Exercise requirements :: Below are records; how many of their lines contain "impl"? Reply with the number and no other words.

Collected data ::

■ ■ ■

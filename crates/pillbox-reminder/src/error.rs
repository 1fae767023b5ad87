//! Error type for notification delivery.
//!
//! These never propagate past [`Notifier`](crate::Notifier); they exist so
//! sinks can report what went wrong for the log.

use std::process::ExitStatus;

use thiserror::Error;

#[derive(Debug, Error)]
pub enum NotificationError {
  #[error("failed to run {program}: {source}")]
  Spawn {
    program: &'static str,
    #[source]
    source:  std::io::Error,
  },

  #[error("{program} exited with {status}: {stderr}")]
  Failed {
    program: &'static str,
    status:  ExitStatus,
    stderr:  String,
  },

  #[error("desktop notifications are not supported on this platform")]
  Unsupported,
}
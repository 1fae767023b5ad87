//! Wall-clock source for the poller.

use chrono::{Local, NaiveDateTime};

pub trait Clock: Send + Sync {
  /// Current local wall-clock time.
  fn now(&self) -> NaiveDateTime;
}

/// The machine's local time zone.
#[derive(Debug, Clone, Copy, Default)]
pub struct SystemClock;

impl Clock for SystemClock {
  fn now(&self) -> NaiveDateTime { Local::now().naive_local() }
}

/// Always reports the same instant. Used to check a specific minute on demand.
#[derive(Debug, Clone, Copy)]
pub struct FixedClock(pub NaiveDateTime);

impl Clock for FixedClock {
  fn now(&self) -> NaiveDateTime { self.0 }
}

■ ■ ■

Result of this task :: 2